//! Source port for the base catalog document and locale overlays.

use crate::catalog::domain::{CatalogDocument, Locale, LocaleOverlay};
use async_trait::async_trait;
use std::sync::Arc;
use thiserror::Error;

/// Result type for catalog source operations.
pub type CatalogSourceResult<T> = Result<T, CatalogSourceError>;

/// Read-only provider of catalog configuration data.
///
/// Sources are read once at process start; nothing is written back.
#[cfg_attr(test, mockall::automock)]
#[async_trait]
pub trait CatalogSource: Send + Sync {
    /// Loads the base-language catalog document.
    ///
    /// # Errors
    ///
    /// Returns [`CatalogSourceError`] when the document cannot be read or
    /// parsed.
    async fn load_document(&self) -> CatalogSourceResult<CatalogDocument>;

    /// Loads the text overlay for a locale.
    ///
    /// Returns `None` when the source has no overlay for the locale.
    ///
    /// # Errors
    ///
    /// Returns [`CatalogSourceError`] when an existing overlay cannot be
    /// read or parsed.
    async fn load_overlay(&self, locale: Locale) -> CatalogSourceResult<Option<LocaleOverlay>>;
}

/// Errors returned by catalog source implementations.
#[derive(Debug, Clone, Error)]
pub enum CatalogSourceError {
    /// The data was readable but not a valid catalog document or overlay.
    #[error("malformed catalog data in {location}: {source}")]
    Malformed {
        /// Where the malformed data came from.
        location: String,
        /// Underlying parse error.
        source: Arc<serde_json::Error>,
    },

    /// Reading the underlying storage failed.
    #[error("failed to read {location}: {source}")]
    Io {
        /// What was being read.
        location: String,
        /// Underlying I/O error.
        source: Arc<std::io::Error>,
    },

    /// The source could not serve the request for another reason.
    #[error("catalog source unavailable: {0}")]
    Unavailable(Arc<dyn std::error::Error + Send + Sync>),
}

impl CatalogSourceError {
    /// Wraps a parse error for the given location.
    pub fn malformed(location: impl Into<String>, err: serde_json::Error) -> Self {
        Self::Malformed {
            location: location.into(),
            source: Arc::new(err),
        }
    }

    /// Wraps an I/O error for the given location.
    pub fn io(location: impl Into<String>, err: std::io::Error) -> Self {
        Self::Io {
            location: location.into(),
            source: Arc::new(err),
        }
    }

    /// Wraps any other source failure.
    pub fn unavailable(err: impl std::error::Error + Send + Sync + 'static) -> Self {
        Self::Unavailable(Arc::new(err))
    }
}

┄┄┄┄┄┄┄┄┄┄

- WHAT IS BEING ASKED:
Would you copy every line of the entries in which "data" appears?

- TASK RESPONSE:
/// Read-only provider of catalog configuration data.
    /// The data was readable but not a valid catalog document or overlay.
    #[error("malformed catalog data in {location}: {source}")]
        /// Where the malformed data came from.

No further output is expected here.